DATA PROVIDED:

----------

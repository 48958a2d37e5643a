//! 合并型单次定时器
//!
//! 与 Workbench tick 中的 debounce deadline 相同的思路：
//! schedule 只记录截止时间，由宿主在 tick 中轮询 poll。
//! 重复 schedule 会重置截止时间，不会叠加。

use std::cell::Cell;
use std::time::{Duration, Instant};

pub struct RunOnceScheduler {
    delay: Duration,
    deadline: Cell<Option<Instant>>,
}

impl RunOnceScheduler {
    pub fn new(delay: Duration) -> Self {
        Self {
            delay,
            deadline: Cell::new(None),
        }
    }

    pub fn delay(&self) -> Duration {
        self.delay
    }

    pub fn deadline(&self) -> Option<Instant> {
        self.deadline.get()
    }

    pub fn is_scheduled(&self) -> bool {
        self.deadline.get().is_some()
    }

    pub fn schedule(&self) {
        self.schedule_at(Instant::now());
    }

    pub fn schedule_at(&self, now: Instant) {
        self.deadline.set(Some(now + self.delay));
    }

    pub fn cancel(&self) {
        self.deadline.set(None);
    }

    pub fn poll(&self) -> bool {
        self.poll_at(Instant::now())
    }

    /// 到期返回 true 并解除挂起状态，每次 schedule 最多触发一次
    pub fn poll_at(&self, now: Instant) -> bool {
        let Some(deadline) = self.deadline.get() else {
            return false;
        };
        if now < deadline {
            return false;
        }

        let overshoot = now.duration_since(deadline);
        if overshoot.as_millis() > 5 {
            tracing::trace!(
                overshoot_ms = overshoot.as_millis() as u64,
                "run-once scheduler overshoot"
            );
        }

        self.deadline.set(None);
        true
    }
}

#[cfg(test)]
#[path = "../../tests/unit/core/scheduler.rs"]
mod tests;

----------

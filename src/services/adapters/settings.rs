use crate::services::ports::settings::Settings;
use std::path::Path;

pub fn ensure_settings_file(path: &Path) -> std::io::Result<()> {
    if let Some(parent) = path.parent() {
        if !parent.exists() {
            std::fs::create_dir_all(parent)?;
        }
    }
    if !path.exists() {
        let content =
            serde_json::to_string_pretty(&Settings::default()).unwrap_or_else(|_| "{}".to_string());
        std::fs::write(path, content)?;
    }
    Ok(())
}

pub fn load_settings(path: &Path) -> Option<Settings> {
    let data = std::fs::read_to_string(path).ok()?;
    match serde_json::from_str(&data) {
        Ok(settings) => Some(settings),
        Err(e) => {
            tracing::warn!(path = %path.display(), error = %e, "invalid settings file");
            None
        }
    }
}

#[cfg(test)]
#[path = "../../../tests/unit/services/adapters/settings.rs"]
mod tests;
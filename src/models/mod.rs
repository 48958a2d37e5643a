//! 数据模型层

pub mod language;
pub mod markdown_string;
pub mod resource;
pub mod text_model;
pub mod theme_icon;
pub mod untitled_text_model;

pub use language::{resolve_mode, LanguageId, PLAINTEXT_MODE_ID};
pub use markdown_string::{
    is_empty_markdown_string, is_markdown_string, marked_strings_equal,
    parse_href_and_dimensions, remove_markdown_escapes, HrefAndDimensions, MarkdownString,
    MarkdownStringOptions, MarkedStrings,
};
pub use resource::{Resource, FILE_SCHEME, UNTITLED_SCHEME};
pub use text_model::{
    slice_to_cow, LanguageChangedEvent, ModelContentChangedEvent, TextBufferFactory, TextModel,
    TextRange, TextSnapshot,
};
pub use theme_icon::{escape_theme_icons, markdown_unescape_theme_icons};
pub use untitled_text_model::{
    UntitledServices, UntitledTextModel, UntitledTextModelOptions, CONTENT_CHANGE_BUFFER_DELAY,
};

----------

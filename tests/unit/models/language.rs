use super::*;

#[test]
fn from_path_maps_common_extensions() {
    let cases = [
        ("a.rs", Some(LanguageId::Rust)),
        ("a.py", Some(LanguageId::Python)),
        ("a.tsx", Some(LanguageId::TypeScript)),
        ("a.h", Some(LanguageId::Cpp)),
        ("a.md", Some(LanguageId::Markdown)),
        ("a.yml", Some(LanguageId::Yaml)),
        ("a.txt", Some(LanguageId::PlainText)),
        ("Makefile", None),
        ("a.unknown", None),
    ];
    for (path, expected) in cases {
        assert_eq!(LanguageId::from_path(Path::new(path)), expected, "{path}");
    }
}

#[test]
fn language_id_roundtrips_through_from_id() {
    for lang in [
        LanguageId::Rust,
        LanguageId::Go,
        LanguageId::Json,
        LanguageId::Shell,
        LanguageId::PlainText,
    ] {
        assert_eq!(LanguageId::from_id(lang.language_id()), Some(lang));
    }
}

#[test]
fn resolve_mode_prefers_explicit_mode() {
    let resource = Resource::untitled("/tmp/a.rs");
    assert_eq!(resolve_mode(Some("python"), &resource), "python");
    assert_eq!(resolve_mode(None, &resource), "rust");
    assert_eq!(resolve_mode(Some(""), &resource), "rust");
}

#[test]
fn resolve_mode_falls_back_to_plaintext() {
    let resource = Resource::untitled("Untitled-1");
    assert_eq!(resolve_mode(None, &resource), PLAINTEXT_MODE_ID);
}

----------

WHAT THIS TASK INVOLVES: When you find a line in the records that contains the word "tests", copy it.

FINISHED TASK:
#[path = "../../tests/unit/core/scheduler.rs"]
mod tests;
#[path = "../../../tests/unit/services/adapters/settings.rs"]
mod tests;
filename tests/unit/models/language.rs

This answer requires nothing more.